Two Most Common Reasons

I want to address the two most common reasons why your husband is looking at porn. I will label them ignorance and sin struggle. It is possible, that your husband is viewing pornography in ignorance, He may be unaware of the sometimes subtle effects it can have on his life and your relationship. In this case, an honest look at the research and a sincere conversation regarding how it is affecting you may be enough to change the behavior. However, this is a small percentage of cases that I see.

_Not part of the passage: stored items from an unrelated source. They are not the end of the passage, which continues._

//! Combines per-block keyword and classification output into block-level
//! enrichments and cross-block summary rollups.

use crate::classifier;
use crate::keyword;
use crate::model::{Aggregation, AggregatedBlock, ClassCount, KeywordCount, KeywordMatch, SplitBlock, PipelineResult, Summary};
use indexmap::IndexMap;

/// Build an [`Aggregation`] from `blocks` plus the optional per-block
/// keyword-match and classification outputs. A `None` extractor/classifier
/// input yields an empty summary for that dimension, per §4.7.
pub fn aggregate(
    blocks: &[SplitBlock],
    keywords: Option<&[Vec<KeywordMatch>]>,
    classes: Option<&[Vec<String>]>,
) -> Aggregation {
    let empty_keywords: Vec<Vec<KeywordMatch>> = vec![Vec::new(); blocks.len()];
    let empty_classes: Vec<Vec<String>> = vec![Vec::new(); blocks.len()];
    let keywords = keywords.unwrap_or(&empty_keywords);
    let classes = classes.unwrap_or(&empty_classes);

    let aggregated_blocks: Vec<AggregatedBlock> = blocks
        .iter()
        .enumerate()
        .map(|(i, b)| AggregatedBlock {
            text: b.text.clone(),
            start_line: b.start_line,
            end_line: b.end_line,
            keywords: keywords.get(i).cloned().unwrap_or_default(),
            classes: classes.get(i).cloned().unwrap_or_default(),
        })
        .collect();

    let keyword_summary = keyword::summarize(keywords);
    let class_summary = classifier::summarize(classes);

    Aggregation {
        blocks: aggregated_blocks,
        keyword_summary,
        class_summary,
    }
}

/// Recompute the cross-message rollup over every [`AggregatedBlock`] produced
/// across a full run, plus `message_count`.
pub fn summarize_run(results: &[PipelineResult]) -> Summary {
    let all_blocks: Vec<&AggregatedBlock> = results
        .iter()
        .flat_map(|r| r.aggregation.blocks.iter())
        .collect();

    let keyword_lists: Vec<Vec<KeywordMatch>> =
        all_blocks.iter().map(|b| b.keywords.clone()).collect();
    let class_lists: Vec<Vec<String>> = all_blocks.iter().map(|b| b.classes.clone()).collect();

    let keyword_summary: IndexMap<String, Vec<KeywordCount>> = keyword::summarize(&keyword_lists);
    let class_summary: IndexMap<String, ClassCount> = classifier::summarize(&class_lists);

    Summary {
        message_count: results.len(),
        block_count: all_blocks.len(),
        keyword_summary,
        class_summary,
    }
}

#[cfg(test)]
#[allow(clippy::unwrap_used, clippy::expect_used)]
mod tests {
    use super::*;

    fn block(text: &str, start: usize, end: usize) -> SplitBlock {
        SplitBlock {
            text: text.to_string(),
            start_line: start,
            end_line: end,
        }
    }

    #[test]
    fn aggregate_with_no_extractor_or_classifier_yields_empty_summaries() {
        let blocks = vec![block("案件A", 0, 2), block("案件B", 3, 5)];
        let agg = aggregate(&blocks, None, None);
        assert_eq!(agg.blocks.len(), 2);
        assert!(agg.keyword_summary.is_empty());
        assert!(agg.class_summary.is_empty());
        assert!(agg.blocks[0].keywords.is_empty());
        assert!(agg.blocks[0].classes.is_empty());
    }

    #[test]
    fn aggregate_attaches_keywords_and_classes_per_block() {
        let blocks = vec![block("案件A", 0, 2)];
        let keywords = vec![vec![KeywordMatch {
            keyword: "Java".to_string(),
            category: "programming_languages".to_string(),
        }]];
        let classes = vec![vec!["foreigner_ok".to_string()]];
        let agg = aggregate(&blocks, Some(&keywords), Some(&classes));
        assert_eq!(agg.blocks[0].keywords.len(), 1);
        assert_eq!(agg.blocks[0].classes, vec!["foreigner_ok".to_string()]);
        assert_eq!(agg.keyword_summary["programming_languages"][0].count, 1);
        assert_eq!(agg.class_summary["foreigner_ok"].count, 1);
    }

    #[test]
    fn summarize_run_combines_blocks_across_messages() {
        let mk = |kw: &str| PipelineResult {
            source_path: "x".to_string(),
            subject: "s".to_string(),
            semantic: None,
            blocks: vec![AggregatedBlock {
                text: "t".to_string(),
                start_line: 0,
                end_line: 0,
                keywords: vec![KeywordMatch {
                    keyword: kw.to_string(),
                    category: "programming_languages".to_string(),
                }],
                classes: vec![],
            }],
            aggregation: Aggregation {
                blocks: vec![AggregatedBlock {
                    text: "t".to_string(),
                    start_line: 0,
                    end_line: 0,
                    keywords: vec![KeywordMatch {
                        keyword: kw.to_string(),
                        category: "programming_languages".to_string(),
                    }],
                    classes: vec![],
                }],
                keyword_summary: IndexMap::new(),
                class_summary: IndexMap::new(),
            },
            error: None,
        };
        let results = vec![mk("Java"), mk("Java"), mk("Rust")];
        let summary = summarize_run(&results);
        assert_eq!(summary.message_count, 3);
        assert_eq!(summary.block_count, 3);
        let java_row = summary.keyword_summary["programming_languages"]
            .iter()
            .find(|r| r.keyword == "Java")
            .unwrap();
        assert_eq!(java_row.count, 2);
    }
}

More frequently, your husband knows that pornography negatively affects him, but is mired in the habit to an extent that freedom seems a distant hope. Fully addressing the latter reason, that of sin struggle, is beyond the scope of this article and will likely involve a holistic approach for lasting change. Instead, I want to provide a brief foundation for the first reason, that may also encourage anyone on the journey towards sexual purity.

Understanding the Impact

There are two primary websites that I will be referencing to build this foundation: Your Brain on Porn and Fight the New Drug. Interestingly, neither one of these sources is religiously, politically, or financially motivated. Instead, they look at the research on how porn harms consumers in a variety of ways. Following Fight the New Drug’s approach, I want to look at how pornography negatively impacts your brain, your heart, and your relationships. In this article, I will focus on the brain, and in a future article, I will dive more deeply into porn’s impact on our hearts.

Brain Change

It is important to understand that the brain is malleable; what I mean by this is that the brain can change. This is both good and bad news. When an individual is consuming a steady stream of pornography, this is dangerous as it trains the brain to become accustomed to pornography and even prefer it over reality. To clarify, God designed us with an attraction to the body of the opposite sex. In the right context, this creates healthy passion and desire between husband and wife. However, our brain doesn’t have a filter on it to only enjoy the body of our spouse. If we expose it to the bodies of other people, it will get just as excited. As if that weren’t dangerous enough, pornography provides an endless buffet of bodies, that provide an exaggerated version of reality. When exposed to such stimulus, our brain adapts to receiving the constant barrage of stimulation, and reality can’t compete. The result? Attraction and desires are warped, and reality pales in comparison.

The Reality

The consequences aren’t just isolated to romantic attraction, though. Pornography is directly tapping into the reward centers of the brain and warping our motivation. The activities that previously brought joy are now less exciting. Often times the brain learns that it can demand more and more intensity from the consumer, resulting in longer sessions of pornography, more frequent use, and more hardcore content.

More Negative Impacts

From the meta-analysis aggregate website Your Brain on Porn, pornography use has also been linked to:

  1. Poorer mental and emotional health (including increased levels of depression and anxiety)
  2. Poorer cognitive outcomes
  3. Reduced sexual satisfaction
  4. Reduced relationship satisfaction
  5. Sexual dysfunction
  6. Reduced arousal to sexual stimuli
  7. Increasingly aggressive and negative views toward women

I hope it is clear that there is no gray area when it comes to pornography. It is devastating to consumers, and I implore you and your spouse to take it seriously. If you are interested in more information on this topic, please check out Your Brain on Porn and Fight the New Drug’s websites. They both have incredible resources for combatting the use of pornography. 

What to Do

In conclusion, I want to address the possibility that your husband is struggling with pornography. I want to ask you to begin with compassion. Most men that I talk to that are actively struggling have a high level of shame. They know that their behavior is damaging their quality of life and hurting their spouse. I encourage you both to consider counseling in this journey, both for the husband to pursue recovery and for you both to pursue healing and intimacy. Jay Stringer’s book Unwanted is my favorite book on the topic, as I think it brings both practical and compassionate insights into understanding the source of unwanted sexual behavior and how to begin the healing process. Please understand that overcoming this issue will require commitment and effort from both of you. It will require understanding, forgiveness, and a common purpose.

 

Written by: Kyle Sussenbach, MA, LAMFT
Roswell and Buckhead locations
kyle@restorationcounselingatl.com, ext. 117

Kyle is trained to work with individuals, couples, and families experiencing various issues, including depression, anxiety, addictions, anger, suicidality, and relational distress. He also provides marriage and premarital counseling and has completed EMDR (Eye Movement Desensitization and Reprocessing) training.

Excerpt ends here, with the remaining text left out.